TASK PROMPT:
From the opening line of the records through the line bearing "use hailstorm_core::constants::BOUNDS_MARGIN;", set down every line exactly.

Stored entries
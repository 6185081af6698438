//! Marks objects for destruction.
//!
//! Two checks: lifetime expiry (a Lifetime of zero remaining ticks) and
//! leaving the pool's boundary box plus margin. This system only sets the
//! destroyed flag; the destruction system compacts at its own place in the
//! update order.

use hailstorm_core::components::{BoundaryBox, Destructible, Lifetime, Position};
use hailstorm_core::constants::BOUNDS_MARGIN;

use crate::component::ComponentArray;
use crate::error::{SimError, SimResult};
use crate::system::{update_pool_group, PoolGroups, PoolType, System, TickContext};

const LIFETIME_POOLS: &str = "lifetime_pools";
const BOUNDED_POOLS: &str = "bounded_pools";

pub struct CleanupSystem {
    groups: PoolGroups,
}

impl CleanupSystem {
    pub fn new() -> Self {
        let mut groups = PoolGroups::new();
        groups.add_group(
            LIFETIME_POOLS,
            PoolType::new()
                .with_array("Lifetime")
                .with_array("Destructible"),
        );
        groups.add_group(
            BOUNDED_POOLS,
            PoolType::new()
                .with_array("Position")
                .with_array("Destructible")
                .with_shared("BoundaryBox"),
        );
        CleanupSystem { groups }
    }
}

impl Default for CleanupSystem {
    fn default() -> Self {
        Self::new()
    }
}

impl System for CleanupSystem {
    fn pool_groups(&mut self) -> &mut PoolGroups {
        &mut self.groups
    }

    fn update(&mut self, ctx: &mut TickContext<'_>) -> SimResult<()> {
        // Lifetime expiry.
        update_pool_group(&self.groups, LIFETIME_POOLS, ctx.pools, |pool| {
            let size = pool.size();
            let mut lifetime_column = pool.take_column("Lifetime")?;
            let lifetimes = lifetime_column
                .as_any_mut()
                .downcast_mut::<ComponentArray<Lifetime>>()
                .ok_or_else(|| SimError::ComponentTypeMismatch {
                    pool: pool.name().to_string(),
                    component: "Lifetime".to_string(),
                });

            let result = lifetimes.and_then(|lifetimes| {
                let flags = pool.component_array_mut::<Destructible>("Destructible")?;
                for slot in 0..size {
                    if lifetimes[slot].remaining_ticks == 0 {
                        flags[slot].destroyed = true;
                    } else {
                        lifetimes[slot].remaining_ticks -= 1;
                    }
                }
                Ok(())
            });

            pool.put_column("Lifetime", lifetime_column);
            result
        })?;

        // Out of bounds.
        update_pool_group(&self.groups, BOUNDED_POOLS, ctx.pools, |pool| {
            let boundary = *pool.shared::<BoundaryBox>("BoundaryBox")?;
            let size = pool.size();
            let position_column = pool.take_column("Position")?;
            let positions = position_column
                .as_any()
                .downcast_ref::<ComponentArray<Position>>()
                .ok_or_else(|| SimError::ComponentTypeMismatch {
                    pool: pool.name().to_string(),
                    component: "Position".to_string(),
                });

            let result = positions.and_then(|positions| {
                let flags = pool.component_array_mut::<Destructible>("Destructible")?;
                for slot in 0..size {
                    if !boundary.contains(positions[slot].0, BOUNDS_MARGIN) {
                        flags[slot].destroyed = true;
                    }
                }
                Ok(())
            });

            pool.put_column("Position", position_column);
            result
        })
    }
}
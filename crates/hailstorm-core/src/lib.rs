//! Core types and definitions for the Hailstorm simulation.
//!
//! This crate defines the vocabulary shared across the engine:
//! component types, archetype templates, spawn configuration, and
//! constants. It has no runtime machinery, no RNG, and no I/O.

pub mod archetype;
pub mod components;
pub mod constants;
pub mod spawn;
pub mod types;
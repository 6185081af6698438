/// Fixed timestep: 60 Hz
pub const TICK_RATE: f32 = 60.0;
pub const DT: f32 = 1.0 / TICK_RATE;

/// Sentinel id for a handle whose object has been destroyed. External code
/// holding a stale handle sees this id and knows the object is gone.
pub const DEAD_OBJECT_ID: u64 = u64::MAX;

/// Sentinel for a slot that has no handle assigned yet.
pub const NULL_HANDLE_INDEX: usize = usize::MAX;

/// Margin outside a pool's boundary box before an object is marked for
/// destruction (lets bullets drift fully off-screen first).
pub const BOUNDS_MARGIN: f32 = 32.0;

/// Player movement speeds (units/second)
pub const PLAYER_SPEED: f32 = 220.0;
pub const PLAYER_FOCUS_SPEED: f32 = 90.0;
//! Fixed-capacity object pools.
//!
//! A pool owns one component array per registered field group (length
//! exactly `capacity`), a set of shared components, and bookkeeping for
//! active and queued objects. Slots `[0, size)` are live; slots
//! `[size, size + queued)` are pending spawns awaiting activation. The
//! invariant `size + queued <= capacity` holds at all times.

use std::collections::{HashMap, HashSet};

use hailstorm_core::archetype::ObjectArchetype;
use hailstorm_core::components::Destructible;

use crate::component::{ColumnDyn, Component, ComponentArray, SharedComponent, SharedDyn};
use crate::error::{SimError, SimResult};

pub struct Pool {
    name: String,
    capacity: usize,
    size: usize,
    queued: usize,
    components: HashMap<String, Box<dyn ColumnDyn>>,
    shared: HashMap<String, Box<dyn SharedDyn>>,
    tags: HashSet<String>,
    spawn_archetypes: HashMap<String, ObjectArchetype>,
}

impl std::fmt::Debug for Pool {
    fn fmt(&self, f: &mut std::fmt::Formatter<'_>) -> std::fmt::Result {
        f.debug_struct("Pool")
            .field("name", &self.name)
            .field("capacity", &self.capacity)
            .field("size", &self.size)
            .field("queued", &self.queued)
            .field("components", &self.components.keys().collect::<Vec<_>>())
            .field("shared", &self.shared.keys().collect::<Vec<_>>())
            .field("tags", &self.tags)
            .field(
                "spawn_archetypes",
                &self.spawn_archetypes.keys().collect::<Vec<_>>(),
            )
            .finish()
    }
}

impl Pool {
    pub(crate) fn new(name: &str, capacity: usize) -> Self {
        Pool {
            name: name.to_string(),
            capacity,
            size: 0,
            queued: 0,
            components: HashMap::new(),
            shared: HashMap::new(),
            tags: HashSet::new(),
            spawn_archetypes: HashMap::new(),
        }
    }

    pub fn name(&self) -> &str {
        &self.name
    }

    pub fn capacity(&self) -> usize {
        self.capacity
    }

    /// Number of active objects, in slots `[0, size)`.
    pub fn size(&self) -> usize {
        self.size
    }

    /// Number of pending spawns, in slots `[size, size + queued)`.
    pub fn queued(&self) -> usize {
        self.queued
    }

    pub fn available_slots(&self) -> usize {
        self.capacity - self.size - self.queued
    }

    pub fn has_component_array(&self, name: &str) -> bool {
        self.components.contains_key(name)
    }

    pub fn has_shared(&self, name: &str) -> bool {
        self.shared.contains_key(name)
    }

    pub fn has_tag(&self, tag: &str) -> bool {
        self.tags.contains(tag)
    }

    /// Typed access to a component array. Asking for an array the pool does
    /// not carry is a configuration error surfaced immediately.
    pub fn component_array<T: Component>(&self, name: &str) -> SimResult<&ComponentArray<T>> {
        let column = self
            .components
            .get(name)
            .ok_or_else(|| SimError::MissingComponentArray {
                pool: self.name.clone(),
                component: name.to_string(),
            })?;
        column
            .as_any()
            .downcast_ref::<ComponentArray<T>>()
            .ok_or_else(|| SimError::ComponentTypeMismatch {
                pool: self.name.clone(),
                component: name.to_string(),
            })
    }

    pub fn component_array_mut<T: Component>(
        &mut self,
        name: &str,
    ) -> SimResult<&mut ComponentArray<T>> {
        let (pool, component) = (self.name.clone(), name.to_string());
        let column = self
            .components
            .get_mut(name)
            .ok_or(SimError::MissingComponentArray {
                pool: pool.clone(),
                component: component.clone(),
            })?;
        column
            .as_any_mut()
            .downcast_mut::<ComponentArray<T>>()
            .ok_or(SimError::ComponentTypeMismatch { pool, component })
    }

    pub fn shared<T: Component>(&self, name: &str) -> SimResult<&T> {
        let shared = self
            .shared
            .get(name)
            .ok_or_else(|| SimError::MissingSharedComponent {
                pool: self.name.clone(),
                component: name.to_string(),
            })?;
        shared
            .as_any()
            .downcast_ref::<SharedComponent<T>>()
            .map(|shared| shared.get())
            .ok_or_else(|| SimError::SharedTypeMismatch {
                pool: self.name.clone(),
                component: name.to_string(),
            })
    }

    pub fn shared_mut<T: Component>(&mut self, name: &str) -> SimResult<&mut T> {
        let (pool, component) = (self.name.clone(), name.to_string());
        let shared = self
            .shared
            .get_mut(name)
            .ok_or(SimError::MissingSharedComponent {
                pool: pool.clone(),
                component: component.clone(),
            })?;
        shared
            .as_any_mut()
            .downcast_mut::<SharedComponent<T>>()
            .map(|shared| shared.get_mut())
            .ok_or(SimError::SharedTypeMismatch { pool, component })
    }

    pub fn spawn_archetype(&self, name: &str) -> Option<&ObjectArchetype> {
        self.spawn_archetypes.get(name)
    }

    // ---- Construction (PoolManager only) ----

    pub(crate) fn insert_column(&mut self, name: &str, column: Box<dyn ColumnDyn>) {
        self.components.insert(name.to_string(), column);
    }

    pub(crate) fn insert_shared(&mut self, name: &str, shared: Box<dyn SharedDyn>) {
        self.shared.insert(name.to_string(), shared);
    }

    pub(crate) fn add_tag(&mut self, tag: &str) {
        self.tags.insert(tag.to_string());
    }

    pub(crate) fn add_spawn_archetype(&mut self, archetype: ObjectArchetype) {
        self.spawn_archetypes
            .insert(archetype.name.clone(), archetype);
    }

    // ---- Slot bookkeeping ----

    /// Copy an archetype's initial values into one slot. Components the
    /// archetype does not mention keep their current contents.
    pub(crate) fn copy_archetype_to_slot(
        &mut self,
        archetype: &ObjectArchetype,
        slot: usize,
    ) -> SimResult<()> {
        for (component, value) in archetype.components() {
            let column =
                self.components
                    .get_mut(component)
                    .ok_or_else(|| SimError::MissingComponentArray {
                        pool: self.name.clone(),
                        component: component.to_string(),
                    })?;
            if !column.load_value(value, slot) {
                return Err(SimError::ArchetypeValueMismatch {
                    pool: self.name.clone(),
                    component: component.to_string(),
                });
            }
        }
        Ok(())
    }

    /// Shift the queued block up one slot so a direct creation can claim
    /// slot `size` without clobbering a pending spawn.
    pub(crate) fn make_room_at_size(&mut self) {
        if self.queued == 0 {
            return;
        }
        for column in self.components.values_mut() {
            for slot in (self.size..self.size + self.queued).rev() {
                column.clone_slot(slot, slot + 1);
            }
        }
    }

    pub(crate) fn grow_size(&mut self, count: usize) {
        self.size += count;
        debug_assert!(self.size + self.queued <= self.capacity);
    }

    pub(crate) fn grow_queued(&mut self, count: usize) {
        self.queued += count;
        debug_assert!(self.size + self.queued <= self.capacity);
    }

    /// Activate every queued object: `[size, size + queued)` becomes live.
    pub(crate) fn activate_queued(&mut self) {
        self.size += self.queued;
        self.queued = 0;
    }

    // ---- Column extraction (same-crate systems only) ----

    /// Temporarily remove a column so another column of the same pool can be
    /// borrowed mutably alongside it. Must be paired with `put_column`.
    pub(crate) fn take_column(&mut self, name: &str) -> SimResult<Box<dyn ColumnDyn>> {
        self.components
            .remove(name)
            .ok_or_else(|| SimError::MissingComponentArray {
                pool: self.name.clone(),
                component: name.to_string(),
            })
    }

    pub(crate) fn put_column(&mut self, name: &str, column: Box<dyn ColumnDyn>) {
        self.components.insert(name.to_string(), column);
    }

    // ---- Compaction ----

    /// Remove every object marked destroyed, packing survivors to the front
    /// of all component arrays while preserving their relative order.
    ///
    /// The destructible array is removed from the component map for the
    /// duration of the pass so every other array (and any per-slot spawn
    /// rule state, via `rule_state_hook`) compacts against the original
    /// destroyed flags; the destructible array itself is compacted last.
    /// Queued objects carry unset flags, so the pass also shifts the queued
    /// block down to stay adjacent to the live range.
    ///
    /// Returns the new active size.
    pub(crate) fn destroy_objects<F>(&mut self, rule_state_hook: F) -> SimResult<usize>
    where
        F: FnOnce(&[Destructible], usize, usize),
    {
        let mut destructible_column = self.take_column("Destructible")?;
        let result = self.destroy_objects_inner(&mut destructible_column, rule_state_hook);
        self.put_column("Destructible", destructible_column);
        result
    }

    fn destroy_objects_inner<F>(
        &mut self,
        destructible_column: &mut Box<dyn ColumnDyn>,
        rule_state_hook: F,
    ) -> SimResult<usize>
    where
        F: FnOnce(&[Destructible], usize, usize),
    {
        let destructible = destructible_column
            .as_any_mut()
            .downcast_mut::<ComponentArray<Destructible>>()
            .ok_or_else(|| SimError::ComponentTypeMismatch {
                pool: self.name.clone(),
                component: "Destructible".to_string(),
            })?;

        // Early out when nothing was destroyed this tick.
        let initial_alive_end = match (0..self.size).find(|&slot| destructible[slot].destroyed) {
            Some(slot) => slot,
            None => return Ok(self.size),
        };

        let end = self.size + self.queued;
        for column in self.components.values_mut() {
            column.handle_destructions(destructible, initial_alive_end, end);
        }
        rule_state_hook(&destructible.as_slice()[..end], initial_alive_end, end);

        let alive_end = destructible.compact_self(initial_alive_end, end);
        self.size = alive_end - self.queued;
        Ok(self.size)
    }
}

RESPONSE AREA:
repository 6185081af6698438
//! Marks objects for destruction.
//!
//! Two checks: lifetime expiry (a Lifetime of zero remaining ticks) and
//! leaving the pool's boundary box plus margin. This system only sets the
//! destroyed flag; the destruction system compacts at its own place in the
//! update order.

use hailstorm_core::components::{BoundaryBox, Destructible, Lifetime, Position};
use hailstorm_core::constants::BOUNDS_MARGIN;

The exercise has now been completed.